Using the data below, show every line where the word "nothing" occurs.

Stored items
= Beginning of Section =
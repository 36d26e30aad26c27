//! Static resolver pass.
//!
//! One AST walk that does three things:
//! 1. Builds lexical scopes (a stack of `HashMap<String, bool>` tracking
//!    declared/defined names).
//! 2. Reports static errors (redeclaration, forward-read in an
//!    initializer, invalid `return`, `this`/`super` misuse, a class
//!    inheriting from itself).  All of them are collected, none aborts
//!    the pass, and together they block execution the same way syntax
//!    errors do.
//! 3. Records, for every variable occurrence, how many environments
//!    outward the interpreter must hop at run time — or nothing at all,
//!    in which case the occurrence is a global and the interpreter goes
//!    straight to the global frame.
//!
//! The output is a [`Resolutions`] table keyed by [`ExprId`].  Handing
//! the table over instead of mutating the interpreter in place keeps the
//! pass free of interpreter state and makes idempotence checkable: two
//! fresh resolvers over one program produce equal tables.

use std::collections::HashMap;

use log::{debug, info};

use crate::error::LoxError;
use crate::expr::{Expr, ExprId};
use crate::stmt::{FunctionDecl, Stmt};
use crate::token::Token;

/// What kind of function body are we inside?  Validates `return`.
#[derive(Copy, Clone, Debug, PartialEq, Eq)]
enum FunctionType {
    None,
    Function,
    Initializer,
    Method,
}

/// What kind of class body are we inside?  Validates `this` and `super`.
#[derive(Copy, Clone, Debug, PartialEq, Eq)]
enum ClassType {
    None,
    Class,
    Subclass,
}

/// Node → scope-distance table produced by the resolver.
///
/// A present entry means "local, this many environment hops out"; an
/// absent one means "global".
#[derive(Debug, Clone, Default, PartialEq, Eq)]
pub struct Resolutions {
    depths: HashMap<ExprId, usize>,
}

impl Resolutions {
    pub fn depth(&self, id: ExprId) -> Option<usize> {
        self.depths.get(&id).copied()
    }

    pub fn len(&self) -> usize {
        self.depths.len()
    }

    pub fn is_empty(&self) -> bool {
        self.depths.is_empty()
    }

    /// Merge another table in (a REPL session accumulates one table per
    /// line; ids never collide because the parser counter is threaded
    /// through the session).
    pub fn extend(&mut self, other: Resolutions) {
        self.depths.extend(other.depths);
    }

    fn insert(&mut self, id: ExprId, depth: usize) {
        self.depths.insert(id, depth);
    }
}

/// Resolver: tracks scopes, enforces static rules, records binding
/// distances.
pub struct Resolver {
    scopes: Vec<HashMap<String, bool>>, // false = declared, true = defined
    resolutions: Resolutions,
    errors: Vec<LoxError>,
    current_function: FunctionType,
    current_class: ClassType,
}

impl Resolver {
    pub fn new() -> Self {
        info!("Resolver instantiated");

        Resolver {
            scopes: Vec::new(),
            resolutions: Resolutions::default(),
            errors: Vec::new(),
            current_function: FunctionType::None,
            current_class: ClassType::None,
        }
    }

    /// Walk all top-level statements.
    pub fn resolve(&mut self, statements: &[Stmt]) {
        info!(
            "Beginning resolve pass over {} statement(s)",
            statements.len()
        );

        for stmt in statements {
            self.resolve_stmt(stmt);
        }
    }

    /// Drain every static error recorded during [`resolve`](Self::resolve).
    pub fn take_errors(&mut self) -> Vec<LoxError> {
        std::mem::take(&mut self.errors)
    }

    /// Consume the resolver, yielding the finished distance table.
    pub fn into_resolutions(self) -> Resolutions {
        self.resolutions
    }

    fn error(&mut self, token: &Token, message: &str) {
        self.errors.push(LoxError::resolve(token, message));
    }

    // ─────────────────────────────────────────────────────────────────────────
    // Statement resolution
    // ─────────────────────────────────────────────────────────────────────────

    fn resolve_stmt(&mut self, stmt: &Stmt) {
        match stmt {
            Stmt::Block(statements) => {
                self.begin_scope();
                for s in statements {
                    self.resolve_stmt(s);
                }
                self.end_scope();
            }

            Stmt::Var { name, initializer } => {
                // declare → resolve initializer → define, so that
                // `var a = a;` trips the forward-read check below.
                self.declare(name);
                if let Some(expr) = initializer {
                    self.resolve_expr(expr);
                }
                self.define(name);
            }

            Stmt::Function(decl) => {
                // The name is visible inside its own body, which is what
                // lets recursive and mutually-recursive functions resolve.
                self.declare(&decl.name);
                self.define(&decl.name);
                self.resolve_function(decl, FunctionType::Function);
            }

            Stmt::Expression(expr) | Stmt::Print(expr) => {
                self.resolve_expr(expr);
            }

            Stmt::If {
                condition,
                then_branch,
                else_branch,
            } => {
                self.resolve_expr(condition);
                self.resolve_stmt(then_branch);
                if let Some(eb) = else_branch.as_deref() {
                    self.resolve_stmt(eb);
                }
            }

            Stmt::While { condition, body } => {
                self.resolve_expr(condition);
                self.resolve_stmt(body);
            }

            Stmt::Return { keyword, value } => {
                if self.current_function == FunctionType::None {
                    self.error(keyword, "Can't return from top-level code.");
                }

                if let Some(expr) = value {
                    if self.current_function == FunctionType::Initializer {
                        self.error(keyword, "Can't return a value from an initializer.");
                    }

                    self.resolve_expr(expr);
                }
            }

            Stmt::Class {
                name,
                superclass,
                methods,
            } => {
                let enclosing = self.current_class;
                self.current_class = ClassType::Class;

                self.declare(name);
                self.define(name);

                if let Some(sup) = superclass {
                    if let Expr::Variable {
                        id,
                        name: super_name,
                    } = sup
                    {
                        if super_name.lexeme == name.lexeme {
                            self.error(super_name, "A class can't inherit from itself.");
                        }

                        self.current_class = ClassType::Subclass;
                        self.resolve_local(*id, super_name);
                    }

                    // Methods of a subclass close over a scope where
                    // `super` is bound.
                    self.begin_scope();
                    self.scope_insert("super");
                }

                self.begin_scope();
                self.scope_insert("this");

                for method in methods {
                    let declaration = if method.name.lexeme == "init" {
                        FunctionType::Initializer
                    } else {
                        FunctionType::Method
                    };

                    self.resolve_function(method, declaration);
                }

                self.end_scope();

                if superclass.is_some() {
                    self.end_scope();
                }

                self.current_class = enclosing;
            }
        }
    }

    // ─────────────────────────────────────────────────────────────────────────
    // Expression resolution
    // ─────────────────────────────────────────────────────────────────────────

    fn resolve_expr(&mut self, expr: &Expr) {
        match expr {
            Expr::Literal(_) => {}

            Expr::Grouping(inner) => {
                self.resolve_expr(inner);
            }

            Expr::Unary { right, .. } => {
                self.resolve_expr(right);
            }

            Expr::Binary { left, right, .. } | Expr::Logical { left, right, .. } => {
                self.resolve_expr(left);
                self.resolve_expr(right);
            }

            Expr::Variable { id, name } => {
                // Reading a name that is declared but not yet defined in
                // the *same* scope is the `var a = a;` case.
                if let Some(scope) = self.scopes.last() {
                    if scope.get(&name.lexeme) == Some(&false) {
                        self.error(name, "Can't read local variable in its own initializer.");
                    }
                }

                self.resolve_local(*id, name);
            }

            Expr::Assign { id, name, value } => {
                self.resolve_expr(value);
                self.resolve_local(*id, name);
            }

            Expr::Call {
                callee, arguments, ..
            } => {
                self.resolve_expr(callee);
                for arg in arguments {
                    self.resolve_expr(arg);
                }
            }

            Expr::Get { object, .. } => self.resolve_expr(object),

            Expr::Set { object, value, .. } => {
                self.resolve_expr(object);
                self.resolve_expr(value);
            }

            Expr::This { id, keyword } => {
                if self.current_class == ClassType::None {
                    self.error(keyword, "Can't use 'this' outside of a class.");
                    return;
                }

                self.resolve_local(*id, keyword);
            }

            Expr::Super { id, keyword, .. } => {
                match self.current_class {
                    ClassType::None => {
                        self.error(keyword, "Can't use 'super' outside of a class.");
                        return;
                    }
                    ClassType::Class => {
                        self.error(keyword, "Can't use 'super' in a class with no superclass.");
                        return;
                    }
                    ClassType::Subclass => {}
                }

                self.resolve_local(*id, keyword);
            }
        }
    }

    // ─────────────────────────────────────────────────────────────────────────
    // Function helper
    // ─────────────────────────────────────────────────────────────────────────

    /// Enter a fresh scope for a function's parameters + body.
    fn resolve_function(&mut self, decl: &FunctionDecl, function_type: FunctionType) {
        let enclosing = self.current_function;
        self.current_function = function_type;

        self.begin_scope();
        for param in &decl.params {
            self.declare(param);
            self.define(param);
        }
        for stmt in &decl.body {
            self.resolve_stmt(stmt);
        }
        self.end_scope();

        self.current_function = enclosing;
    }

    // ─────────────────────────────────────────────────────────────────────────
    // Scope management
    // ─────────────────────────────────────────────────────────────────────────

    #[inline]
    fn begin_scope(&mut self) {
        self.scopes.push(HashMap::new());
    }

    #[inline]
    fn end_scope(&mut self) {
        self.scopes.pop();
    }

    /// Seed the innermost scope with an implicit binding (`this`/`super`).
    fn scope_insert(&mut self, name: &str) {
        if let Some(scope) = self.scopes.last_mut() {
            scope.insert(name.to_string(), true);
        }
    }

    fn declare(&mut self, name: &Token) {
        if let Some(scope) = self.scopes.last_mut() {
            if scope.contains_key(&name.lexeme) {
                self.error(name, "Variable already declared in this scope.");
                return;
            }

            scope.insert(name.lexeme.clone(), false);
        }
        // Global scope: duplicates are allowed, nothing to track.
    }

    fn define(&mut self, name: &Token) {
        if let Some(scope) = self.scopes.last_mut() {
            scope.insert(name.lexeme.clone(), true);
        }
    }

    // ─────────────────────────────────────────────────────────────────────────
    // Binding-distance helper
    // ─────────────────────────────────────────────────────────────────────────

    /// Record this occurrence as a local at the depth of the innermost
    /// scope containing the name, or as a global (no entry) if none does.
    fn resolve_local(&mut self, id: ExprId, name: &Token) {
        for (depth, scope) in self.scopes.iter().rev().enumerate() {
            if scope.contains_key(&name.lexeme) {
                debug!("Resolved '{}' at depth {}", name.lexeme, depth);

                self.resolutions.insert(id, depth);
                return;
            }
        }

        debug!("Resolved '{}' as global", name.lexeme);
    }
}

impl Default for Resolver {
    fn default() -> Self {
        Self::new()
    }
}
= End of Section =
= Beginning of Section =
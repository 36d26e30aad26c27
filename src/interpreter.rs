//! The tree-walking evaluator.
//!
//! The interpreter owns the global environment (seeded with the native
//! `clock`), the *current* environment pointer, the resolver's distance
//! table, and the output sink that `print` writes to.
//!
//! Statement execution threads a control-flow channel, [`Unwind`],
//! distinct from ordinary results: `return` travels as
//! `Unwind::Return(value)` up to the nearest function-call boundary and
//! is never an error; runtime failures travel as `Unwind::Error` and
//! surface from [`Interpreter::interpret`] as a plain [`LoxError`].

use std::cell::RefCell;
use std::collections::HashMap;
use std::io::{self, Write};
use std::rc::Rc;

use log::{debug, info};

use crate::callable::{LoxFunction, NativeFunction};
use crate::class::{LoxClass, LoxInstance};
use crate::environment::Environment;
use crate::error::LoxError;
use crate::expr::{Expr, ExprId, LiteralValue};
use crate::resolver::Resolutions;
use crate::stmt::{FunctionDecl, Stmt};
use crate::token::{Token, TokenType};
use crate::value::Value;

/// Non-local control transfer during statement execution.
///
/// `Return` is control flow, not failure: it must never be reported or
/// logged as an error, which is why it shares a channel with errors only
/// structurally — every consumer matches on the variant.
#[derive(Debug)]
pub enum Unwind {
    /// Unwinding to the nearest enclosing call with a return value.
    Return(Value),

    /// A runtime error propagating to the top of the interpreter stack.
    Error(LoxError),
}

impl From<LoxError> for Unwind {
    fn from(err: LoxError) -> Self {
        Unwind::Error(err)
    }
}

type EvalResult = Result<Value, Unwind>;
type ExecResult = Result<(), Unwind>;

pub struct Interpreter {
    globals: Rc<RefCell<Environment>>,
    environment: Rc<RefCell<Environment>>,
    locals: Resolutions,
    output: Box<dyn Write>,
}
= End of Section =
= Beginning of Section =
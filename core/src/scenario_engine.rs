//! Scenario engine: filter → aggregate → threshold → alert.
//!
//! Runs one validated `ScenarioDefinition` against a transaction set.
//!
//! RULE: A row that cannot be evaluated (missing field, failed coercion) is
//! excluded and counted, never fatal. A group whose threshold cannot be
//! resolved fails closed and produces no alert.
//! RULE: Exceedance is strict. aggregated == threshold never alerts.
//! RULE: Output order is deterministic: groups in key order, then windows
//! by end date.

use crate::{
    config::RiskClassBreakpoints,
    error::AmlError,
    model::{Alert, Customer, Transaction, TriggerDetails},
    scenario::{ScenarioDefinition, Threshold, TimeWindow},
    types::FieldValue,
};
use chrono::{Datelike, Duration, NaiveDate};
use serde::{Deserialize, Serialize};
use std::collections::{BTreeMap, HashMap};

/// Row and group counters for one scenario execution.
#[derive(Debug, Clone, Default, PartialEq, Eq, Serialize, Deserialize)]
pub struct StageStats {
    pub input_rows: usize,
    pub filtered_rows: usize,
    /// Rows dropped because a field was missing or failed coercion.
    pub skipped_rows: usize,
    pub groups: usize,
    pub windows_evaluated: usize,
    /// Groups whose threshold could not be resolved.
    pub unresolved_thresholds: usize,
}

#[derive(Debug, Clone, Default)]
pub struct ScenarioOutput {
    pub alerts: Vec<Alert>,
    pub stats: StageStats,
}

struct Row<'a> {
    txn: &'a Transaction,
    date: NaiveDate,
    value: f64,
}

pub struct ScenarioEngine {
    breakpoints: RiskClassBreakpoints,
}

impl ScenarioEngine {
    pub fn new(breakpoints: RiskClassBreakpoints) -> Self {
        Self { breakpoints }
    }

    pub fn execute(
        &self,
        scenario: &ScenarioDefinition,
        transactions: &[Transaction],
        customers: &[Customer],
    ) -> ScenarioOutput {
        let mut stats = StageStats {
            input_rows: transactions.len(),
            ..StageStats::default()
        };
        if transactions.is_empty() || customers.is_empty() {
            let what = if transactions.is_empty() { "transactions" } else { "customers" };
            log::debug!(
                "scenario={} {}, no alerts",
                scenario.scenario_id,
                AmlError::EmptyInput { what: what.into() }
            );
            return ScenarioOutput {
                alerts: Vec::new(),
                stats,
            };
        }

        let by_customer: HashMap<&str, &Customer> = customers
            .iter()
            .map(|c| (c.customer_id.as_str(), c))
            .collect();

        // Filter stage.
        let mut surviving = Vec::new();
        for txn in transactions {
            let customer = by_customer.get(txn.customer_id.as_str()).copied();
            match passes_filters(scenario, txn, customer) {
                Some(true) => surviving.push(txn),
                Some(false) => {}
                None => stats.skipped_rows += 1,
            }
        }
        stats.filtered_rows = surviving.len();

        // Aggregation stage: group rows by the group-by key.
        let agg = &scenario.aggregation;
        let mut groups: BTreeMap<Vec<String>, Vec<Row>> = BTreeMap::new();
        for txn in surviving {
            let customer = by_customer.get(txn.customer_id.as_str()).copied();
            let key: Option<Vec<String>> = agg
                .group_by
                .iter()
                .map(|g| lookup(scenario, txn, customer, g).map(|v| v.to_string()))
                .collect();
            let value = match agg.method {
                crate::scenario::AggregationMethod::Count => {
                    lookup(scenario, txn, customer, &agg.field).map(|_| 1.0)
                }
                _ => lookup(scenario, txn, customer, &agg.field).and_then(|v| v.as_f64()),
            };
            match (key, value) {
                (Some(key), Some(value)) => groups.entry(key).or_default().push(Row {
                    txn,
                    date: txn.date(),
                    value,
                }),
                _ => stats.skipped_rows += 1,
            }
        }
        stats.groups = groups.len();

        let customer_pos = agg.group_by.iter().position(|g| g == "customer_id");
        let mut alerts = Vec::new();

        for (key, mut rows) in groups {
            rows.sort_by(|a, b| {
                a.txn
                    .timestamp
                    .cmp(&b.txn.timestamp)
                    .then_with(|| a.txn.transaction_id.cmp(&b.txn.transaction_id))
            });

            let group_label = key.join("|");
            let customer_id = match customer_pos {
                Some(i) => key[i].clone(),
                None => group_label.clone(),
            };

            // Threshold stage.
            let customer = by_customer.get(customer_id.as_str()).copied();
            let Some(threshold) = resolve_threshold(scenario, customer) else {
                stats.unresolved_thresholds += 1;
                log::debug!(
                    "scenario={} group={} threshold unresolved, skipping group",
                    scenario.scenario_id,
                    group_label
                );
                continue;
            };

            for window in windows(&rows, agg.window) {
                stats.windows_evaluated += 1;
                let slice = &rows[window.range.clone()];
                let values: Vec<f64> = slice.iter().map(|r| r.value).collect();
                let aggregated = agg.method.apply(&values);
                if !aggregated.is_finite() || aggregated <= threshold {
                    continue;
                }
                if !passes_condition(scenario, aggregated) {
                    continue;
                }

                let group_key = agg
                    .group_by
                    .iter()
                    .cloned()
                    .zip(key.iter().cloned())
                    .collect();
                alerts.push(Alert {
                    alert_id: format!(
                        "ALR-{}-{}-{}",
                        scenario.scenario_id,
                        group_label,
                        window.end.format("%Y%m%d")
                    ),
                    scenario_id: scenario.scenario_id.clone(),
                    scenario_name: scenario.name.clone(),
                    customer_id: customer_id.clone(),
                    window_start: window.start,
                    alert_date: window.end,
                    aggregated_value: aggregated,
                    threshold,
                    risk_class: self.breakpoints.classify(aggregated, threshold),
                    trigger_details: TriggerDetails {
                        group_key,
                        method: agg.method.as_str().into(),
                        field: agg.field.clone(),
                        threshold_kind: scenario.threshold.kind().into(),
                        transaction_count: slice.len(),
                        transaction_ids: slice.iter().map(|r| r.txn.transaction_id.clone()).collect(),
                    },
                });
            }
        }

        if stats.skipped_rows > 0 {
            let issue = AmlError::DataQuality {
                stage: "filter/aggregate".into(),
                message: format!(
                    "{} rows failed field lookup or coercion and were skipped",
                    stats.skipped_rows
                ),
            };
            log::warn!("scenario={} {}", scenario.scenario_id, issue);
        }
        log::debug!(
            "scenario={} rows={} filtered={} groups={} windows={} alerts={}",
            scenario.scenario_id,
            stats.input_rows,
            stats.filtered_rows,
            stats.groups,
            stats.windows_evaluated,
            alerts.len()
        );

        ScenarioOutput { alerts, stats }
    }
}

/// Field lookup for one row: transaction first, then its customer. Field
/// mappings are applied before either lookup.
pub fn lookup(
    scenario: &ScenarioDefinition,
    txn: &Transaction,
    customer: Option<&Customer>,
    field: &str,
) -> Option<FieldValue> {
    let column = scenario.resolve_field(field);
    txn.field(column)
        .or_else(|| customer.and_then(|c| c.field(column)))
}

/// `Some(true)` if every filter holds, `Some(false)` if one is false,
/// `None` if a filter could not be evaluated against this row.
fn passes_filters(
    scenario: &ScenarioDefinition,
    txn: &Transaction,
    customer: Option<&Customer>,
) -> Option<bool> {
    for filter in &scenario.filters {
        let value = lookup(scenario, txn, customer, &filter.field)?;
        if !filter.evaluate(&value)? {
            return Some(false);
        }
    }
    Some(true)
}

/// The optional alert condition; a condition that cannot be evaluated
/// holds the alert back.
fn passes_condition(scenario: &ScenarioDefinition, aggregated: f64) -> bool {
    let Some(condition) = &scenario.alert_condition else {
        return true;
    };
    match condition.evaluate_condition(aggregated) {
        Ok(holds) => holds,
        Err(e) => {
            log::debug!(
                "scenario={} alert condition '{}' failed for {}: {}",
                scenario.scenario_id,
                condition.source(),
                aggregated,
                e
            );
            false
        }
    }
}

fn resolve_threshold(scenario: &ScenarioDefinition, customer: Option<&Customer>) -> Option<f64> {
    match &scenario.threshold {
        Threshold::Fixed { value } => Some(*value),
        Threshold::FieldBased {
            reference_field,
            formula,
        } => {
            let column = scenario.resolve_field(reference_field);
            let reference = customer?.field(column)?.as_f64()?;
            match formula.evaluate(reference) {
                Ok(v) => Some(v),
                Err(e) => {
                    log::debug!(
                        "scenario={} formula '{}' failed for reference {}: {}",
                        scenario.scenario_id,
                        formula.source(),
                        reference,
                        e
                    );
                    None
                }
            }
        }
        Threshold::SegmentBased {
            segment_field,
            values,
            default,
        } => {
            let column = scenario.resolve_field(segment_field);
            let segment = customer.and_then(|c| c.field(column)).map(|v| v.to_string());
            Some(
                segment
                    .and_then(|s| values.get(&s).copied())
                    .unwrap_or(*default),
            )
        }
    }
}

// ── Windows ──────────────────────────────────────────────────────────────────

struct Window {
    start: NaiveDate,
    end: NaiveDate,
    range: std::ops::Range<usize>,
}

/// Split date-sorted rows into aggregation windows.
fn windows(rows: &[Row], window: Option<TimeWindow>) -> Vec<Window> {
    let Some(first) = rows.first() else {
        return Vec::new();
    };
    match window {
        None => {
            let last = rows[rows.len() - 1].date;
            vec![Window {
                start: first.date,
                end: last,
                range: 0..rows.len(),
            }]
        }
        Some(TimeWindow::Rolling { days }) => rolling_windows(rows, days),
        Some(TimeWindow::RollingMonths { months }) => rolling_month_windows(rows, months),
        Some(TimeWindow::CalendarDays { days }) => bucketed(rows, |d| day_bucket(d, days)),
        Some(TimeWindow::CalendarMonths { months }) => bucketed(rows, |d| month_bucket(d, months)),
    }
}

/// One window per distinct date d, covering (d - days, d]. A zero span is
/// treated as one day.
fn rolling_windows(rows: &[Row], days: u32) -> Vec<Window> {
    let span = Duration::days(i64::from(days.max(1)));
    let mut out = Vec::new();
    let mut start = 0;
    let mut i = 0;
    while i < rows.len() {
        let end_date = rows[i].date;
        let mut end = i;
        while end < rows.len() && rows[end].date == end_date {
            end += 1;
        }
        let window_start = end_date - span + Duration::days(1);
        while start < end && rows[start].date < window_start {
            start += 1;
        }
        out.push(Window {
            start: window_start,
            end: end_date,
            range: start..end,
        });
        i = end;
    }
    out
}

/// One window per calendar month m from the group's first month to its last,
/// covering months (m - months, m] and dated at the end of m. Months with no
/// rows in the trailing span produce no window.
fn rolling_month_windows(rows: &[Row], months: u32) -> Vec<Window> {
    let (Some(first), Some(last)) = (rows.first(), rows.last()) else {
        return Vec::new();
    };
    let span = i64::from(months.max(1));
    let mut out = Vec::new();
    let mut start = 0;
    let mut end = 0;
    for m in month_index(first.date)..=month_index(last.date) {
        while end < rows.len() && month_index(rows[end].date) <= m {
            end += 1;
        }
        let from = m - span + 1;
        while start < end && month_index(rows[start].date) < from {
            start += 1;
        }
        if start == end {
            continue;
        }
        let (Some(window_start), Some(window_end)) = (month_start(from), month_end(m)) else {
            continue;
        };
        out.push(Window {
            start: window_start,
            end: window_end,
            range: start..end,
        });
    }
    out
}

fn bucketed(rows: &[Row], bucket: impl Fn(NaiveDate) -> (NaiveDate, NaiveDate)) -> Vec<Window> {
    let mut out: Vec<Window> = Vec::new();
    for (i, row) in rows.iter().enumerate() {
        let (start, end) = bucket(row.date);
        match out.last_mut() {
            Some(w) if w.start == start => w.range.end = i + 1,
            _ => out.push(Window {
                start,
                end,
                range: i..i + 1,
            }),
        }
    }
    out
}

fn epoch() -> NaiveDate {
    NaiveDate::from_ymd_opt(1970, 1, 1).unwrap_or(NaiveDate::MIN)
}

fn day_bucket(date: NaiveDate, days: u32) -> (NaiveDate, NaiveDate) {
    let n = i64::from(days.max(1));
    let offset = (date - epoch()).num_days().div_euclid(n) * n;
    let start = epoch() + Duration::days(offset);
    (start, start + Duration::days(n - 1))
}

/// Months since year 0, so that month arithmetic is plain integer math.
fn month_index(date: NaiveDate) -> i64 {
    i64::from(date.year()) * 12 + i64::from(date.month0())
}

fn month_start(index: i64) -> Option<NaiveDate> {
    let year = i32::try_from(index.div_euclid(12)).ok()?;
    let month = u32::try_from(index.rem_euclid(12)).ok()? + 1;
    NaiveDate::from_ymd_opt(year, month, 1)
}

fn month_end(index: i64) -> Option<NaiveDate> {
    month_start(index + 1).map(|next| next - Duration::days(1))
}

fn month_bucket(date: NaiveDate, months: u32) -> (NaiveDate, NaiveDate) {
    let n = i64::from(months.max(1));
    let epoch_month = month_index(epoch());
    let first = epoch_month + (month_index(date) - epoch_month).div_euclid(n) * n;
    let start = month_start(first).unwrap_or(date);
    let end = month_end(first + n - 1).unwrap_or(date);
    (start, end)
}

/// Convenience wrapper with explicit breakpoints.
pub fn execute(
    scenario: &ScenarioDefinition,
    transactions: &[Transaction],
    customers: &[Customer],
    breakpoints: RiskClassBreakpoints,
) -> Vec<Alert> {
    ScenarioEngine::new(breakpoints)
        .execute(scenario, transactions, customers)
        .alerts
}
= End of Section =
- _RESPONSE BELOW_
//!    outward the interpreter must hop at run time — or nothing at all,
        // Global scope: duplicates are allowed, nothing to track.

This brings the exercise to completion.